# [Your objective]
Word for word, transcribe every line below.

# [Data shown]
-----
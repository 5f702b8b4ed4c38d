//! Pre-authored exercise explanations served when live
//! generation is unavailable

use serde::{Deserialize, Serialize};
use serde_json::Value;

/// Structured explanation of one exercise
#[derive(Debug, Clone, PartialEq, Serialize, Deserialize)]
#[serde(rename_all = "camelCase")]
pub struct ExerciseExplanation
{   pub name: String
  , pub target_muscles: Vec<String>
  , pub instructions: Vec<String>
  , pub common_mistakes: Vec<String>
  , pub difficulty: String
}

struct CatalogEntry
{   key: &'static str
  , name: &'static str
  , target_muscles: &'static [&'static str]
  , instructions: &'static [&'static str]
  , common_mistakes: &'static [&'static str]
  , difficulty: &'static str
}

const ENTRIES: &[CatalogEntry] = &[
  CatalogEntry
  {   key: "squat"
    , name: "Squat"
    , target_muscles: &["Quads", "Glutes", "Hamstrings"]
    , instructions: &[
        "Stand feet shoulder-width."
      , "Lower hips like sitting in a chair."
      , "Keep chest up."
      , "Drive back up."
      ]
    , common_mistakes: &[
        "Knees caving in"
      , "Heels lifting"
      , "Not deep enough"
      ]
    , difficulty: "Intermediate"
  }
, CatalogEntry
  {   key: "bench press"
    , name: "Bench Press"
    , target_muscles: &["Chest", "Triceps", "Front Delts"]
    , instructions: &[
        "Lie on bench."
      , "Grip bar wider than shoulders."
      , "Lower to mid-chest."
      , "Press up."
      ]
    , common_mistakes: &[
        "Flaring elbows"
      , "Bouncing off chest"
      , "Arching back"
      ]
    , difficulty: "Intermediate"
  }
, CatalogEntry
  {   key: "deadlift"
    , name: "Deadlift"
    , target_muscles: &["Hamstrings", "Glutes", "Lower Back", "Traps"]
    , instructions: &[
        "Stand with mid-foot under the bar."
      , "Hinge and grip the bar just outside the legs."
      , "Brace, flatten the back, push the floor away."
      , "Lock out hips and knees together."
      ]
    , common_mistakes: &[
        "Rounding the lower back"
      , "Bar drifting away from the legs"
      , "Jerking the bar off the floor"
      ]
    , difficulty: "Advanced"
  }
, CatalogEntry
  {   key: "push up"
    , name: "Push Up"
    , target_muscles: &["Chest", "Triceps", "Core"]
    , instructions: &[
        "Hands slightly wider than shoulders."
      , "Body in a straight line."
      , "Lower chest to just above the floor."
      , "Press back up."
      ]
    , common_mistakes: &[
        "Sagging hips"
      , "Flaring elbows"
      , "Partial range of motion"
      ]
    , difficulty: "Beginner"
  }
, CatalogEntry
  {   key: "plank"
    , name: "Plank"
    , target_muscles: &["Core", "Shoulders"]
    , instructions: &[
        "Forearms under shoulders."
      , "Squeeze glutes and brace abs."
      , "Hold a straight line from head to heels."
      ]
    , common_mistakes: &[
        "Hips too high"
      , "Lower back sagging"
      , "Holding breath"
      ]
    , difficulty: "Beginner"
  }
];

fn owned(items: &[&str]) -> Vec<String>
{   items.iter().map(|s| s.to_string()).collect()
}

impl CatalogEntry
{   fn explanation(&self) -> ExerciseExplanation
    {   ExerciseExplanation
        {   name: self.name.to_string()
          , target_muscles: owned(self.target_muscles)
          , instructions: owned(self.instructions)
          , common_mistakes: owned(self.common_mistakes)
          , difficulty: self.difficulty.to_string()
        }
    }
}

/// Static, read-only catalog keyed by normalized exercise name
#[derive(Debug, Clone, Copy, Default)]
pub struct FallbackCatalog;

impl FallbackCatalog
{   pub fn new() -> Self
    {   FallbackCatalog
    }

    /// Explanation for a normalized name
    pub fn explanation(&self, normalized: &str)
      -> Option<ExerciseExplanation>
    {   ENTRIES.iter()
          .find(|e| e.key == normalized)
          .map(CatalogEntry::explanation)
    }

    /// Structured payload for a normalized name
    pub fn lookup(&self, normalized: &str) -> Option<Value>
    {   self.explanation(normalized)
          .and_then(|e| serde_json::to_value(e).ok())
    }

    pub fn keys(&self) -> impl Iterator<Item = &'static str>
    {   ENTRIES.iter().map(|e| e.key)
    }
}

#[cfg(test)]
mod tests
{   use super::*;
    use crate::request::normalize_exercise_name;

    #[test]
    fn keys_are_normalized_and_unique()
    {   let catalog = FallbackCatalog::new();
        let keys: Vec<&str> = catalog.keys().collect();
        for key in &keys
        {   assert_eq!(normalize_exercise_name(key), *key);
        }
        let mut deduped = keys.clone();
        deduped.sort();
        deduped.dedup();
        assert_eq!(deduped.len(), keys.len());
    }

    #[test]
    fn squat_payload_uses_wire_names()
    {   let value = FallbackCatalog::new().lookup("squat").unwrap();
        assert_eq!(value["name"], "Squat");
        assert_eq!(value["targetMuscles"][0], "Quads");
        assert_eq!(value["commonMistakes"].as_array().unwrap().len(), 3);
        assert_eq!(value["difficulty"], "Intermediate");
    }

    #[test]
    fn lookup_is_exact_on_normalized_key()
    {   let catalog = FallbackCatalog::new();
        assert!(catalog.lookup("bench press").is_some());
        assert!(catalog.lookup("Bench Press").is_none());
        assert!(catalog.lookup("zercher squat").is_none());
    }
}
-----
# [Expected answer]
repository 5f702b8b4ed4c38d
//! Pre-authored exercise explanations served when live
//! generation is unavailable

use serde::{Deserialize, Serialize};
use serde_json::Value;

/// Structured explanation of one exercise
#[derive(Debug, Clone, PartialEq, Serialize, Deserialize)]
#[serde(rename_all = "camelCase")]
pub struct ExerciseExplanation
{   pub name: String
  , pub target_muscles: Vec<String>
  , pub instructions: Vec<String>
  , pub common_mistakes: Vec<String>
  , pub difficulty: String
}

struct CatalogEntry
{   key: &'static str
  , name: &'static str
  , target_muscles: &'static [&'static str]
  , instructions: &'static [&'static str]
  , common_mistakes: &'static [&'static str]
  , difficulty: &'static str
}

const ENTRIES: &[CatalogEntry] = &[
  CatalogEntry
  {   key: "squat"
    , name: "Squat"
    , target_muscles: &["Quads", "Glutes", "Hamstrings"]
    , instructions: &[
        "Stand feet shoulder-width."
      , "Lower hips like sitting in a chair."
      , "Keep chest up."
      , "Drive back up."
      ]
    , common_mistakes: &[
        "Knees caving in"
      , "Heels lifting"
      , "Not deep enough"
      ]
    , difficulty: "Intermediate"
  }
, CatalogEntry
  {   key: "bench press"
    , name: "Bench Press"
    , target_muscles: &["Chest", "Triceps", "Front Delts"]
    , instructions: &[
        "Lie on bench."
      , "Grip bar wider than shoulders."
      , "Lower to mid-chest."
      , "Press up."
      ]
    , common_mistakes: &[
        "Flaring elbows"
      , "Bouncing off chest"
      , "Arching back"
      ]
    , difficulty: "Intermediate"
  }
, CatalogEntry
  {   key: "deadlift"
    , name: "Deadlift"
    , target_muscles: &["Hamstrings", "Glutes", "Lower Back", "Traps"]
    , instructions: &[
        "Stand with mid-foot under the bar."
      , "Hinge and grip the bar just outside the legs."
      , "Brace, flatten the back, push the floor away."
      , "Lock out hips and knees together."
      ]
    , common_mistakes: &[
        "Rounding the lower back"
      , "Bar drifting away from the legs"
      , "Jerking the bar off the floor"
      ]
    , difficulty: "Advanced"
  }
, CatalogEntry
  {   key: "push up"
    , name: "Push Up"
    , target_muscles: &["Chest", "Triceps", "Core"]
    , instructions: &[
        "Hands slightly wider than shoulders."
      , "Body in a straight line."
      , "Lower chest to just above the floor."
      , "Press back up."
      ]
    , common_mistakes: &[
        "Sagging hips"
      , "Flaring elbows"
      , "Partial range of motion"
      ]
    , difficulty: "Beginner"
  }
, CatalogEntry
  {   key: "plank"
    , name: "Plank"
    , target_muscles: &["Core", "Shoulders"]
    , instructions: &[
        "Forearms under shoulders."
      , "Squeeze glutes and brace abs."
      , "Hold a straight line from head to heels."
      ]
    , common_mistakes: &[
        "Hips too high"
      , "Lower back sagging"
      , "Holding breath"
      ]
    , difficulty: "Beginner"
  }
];

fn owned(items: &[&str]) -> Vec<String>
{   items.iter().map(|s| s.to_string()).collect()
}

impl CatalogEntry
{   fn explanation(&self) -> ExerciseExplanation
    {   ExerciseExplanation
        {   name: self.name.to_string()
          , target_muscles: owned(self.target_muscles)
          , instructions: owned(self.instructions)
          , common_mistakes: owned(self.common_mistakes)
          , difficulty: self.difficulty.to_string()
        }
    }
}

/// Static, read-only catalog keyed by normalized exercise name
#[derive(Debug, Clone, Copy, Default)]
pub struct FallbackCatalog;

impl FallbackCatalog
{   pub fn new() -> Self
    {   FallbackCatalog
    }

    /// Explanation for a normalized name
    pub fn explanation(&self, normalized: &str)
      -> Option<ExerciseExplanation>
    {   ENTRIES.iter()
          .find(|e| e.key == normalized)
          .map(CatalogEntry::explanation)
    }

    /// Structured payload for a normalized name
    pub fn lookup(&self, normalized: &str) -> Option<Value>
    {   self.explanation(normalized)
          .and_then(|e| serde_json::to_value(e).ok())
    }

    pub fn keys(&self) -> impl Iterator<Item = &'static str>
    {   ENTRIES.iter().map(|e| e.key)
    }
}

#[cfg(test)]
mod tests
{   use super::*;
    use crate::request::normalize_exercise_name;

    #[test]
    fn keys_are_normalized_and_unique()
    {   let catalog = FallbackCatalog::new();
        let keys: Vec<&str> = catalog.keys().collect();
        for key in &keys
        {   assert_eq!(normalize_exercise_name(key), *key);
        }
        let mut deduped = keys.clone();
        deduped.sort();
        deduped.dedup();
        assert_eq!(deduped.len(), keys.len());
    }

    #[test]
    fn squat_payload_uses_wire_names()
    {   let value = FallbackCatalog::new().lookup("squat").unwrap();
        assert_eq!(value["name"], "Squat");
        assert_eq!(value["targetMuscles"][0], "Quads");
        assert_eq!(value["commonMistakes"].as_array().unwrap().len(), 3);
        assert_eq!(value["difficulty"], "Intermediate");
    }

    #[test]
    fn lookup_is_exact_on_normalized_key()
    {   let catalog = FallbackCatalog::new();
        assert!(catalog.lookup("bench press").is_some());
        assert!(catalog.lookup("Bench Press").is_none());
        assert!(catalog.lookup("zercher squat").is_none());
    }
}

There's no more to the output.